He meant quantum entanglement: two particles can be connected so intimately that a measurement on one particle instantly fixes the state of the other — even if both particles are light-years apart. To Einstein, this was nonsense. Nothing, according to his deep physical conviction, can propagate faster than light, and nothing "here" should instantaneously determine something "there."

Here is the punchline, and it is one of the greatest plot twists in the history of science: Einstein was wrong. Not on some minor point, but precisely on the one thing he took for granted. In 2022, three physicists — Alain Aspect, John Clauser, and Anton Zeilinger — were awarded the Nobel Prize in Physics for experiments that show beyond doubt: entanglement is real, it behaves exactly as "spookily" as quantum mechanics predicts, and there is no hidden, more down-to-earth explanation behind it.

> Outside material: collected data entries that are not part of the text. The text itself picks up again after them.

//! Pagination parameters for list endpoints.

use serde::{Deserialize, Serialize};

pub const DEFAULT_PER_PAGE: u32 = 25;
pub const MAX_PER_PAGE: u32 = 100;

/// `per_page` is clamped to 1–100 (default 25), `page` to ≥ 1 (default 1).
#[derive(Debug, Clone, Copy, PartialEq, Eq, Serialize, Deserialize)]
pub struct PageRequest {
    #[serde(default = "default_per_page", rename = "per-page")]
    pub per_page: u32,
    #[serde(default = "default_page")]
    pub page: u32,
}

fn default_per_page() -> u32 {
    DEFAULT_PER_PAGE
}

fn default_page() -> u32 {
    1
}

impl Default for PageRequest {
    fn default() -> Self {
        Self {
            per_page: DEFAULT_PER_PAGE,
            page: 1,
        }
    }
}

impl PageRequest {
    pub fn new(per_page: Option<u32>, page: Option<u32>) -> Self {
        Self {
            per_page: per_page.unwrap_or(DEFAULT_PER_PAGE),
            page: page.unwrap_or(1),
        }
        .clamped()
    }

    pub fn clamped(self) -> Self {
        Self {
            per_page: self.per_page.clamp(1, MAX_PER_PAGE),
            page: self.page.max(1),
        }
    }

    /// Row offset of the first item on this page.
    pub fn offset(self) -> u64 {
        let PageRequest { per_page, page } = self.clamped();
        u64::from(page - 1) * u64::from(per_page)
    }

    pub fn limit(self) -> u64 {
        u64::from(self.clamped().per_page)
    }
}
use super::{Constrained, Constraint, ConstraintError, SiValue};

/// Marker type enforcing that a value is finite (neither `NaN` nor infinite).
///
/// Sign is unrestricted. Elapsed times and Fourier numbers use this: a
/// negative time is a valid back-extrapolation of the exponential decay, but
/// a non-finite one has no physical reading.
///
/// # Examples
///
/// ```
/// use thermal_mass_models::support::constraint::Finite;
/// use uom::si::{f64::Time, time::second};
///
/// assert!(Finite::new(Time::new::<second>(-3.0)).is_ok());
/// assert!(Finite::new(f64::NEG_INFINITY).is_err());
/// assert!(Finite::new(f64::NAN).is_err());
/// ```
#[derive(Debug, Clone, Copy, PartialEq, Eq, PartialOrd, Ord)]
pub struct Finite;

impl Finite {
    /// Constructs a [`Constrained<T, Finite>`] if the value is finite.
    ///
    /// # Errors
    ///
    /// Returns an error if the value is `NaN` or infinite.
    pub fn new<T: SiValue>(value: T) -> Result<Constrained<T, Finite>, ConstraintError> {
        Constrained::<T, Finite>::new(value)
    }
}

impl<T: SiValue> Constraint<T> for Finite {
    fn check(value: &T) -> Result<(), ConstraintError> {
        let v = value.si_value();
        if v.is_nan() {
            Err(ConstraintError::NotANumber)
        } else if v.is_infinite() {
            Err(ConstraintError::NotFinite)
        } else {
            Ok(())
        }
    }
}

#[cfg(test)]
mod tests {
    use super::*;

    #[test]
    fn floats() {
        assert!(Finite::new(0.0).is_ok());
        assert!(Finite::new(-1e300).is_ok());
        assert_eq!(Finite::new(f64::NAN), Err(ConstraintError::NotANumber));
        assert_eq!(Finite::new(f64::INFINITY), Err(ConstraintError::NotFinite));
    }
}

Why should this interest you, beyond intellectual curiosity? Because this seemingly abstract physics is in the process of reshaping your professional world. Entanglement is the physical resource behind quantum computers, quantum teleportation, and an emerging "quantum internet." And a quantum computer of sufficient size would break virtually every encryption scheme on which we currently rely to protect cloud data, signatures, and compliance evidence. The question "Is the cloud secure?" takes on a wholly new urgency through quantum physics (see the cross-reference to Ist die Cloud valide).

This article takes you the full distance: from Einstein's objection, through the decisive experiment that ended the dispute, to the very concrete consequences for cryptography, IT security, and the picture we form of reality.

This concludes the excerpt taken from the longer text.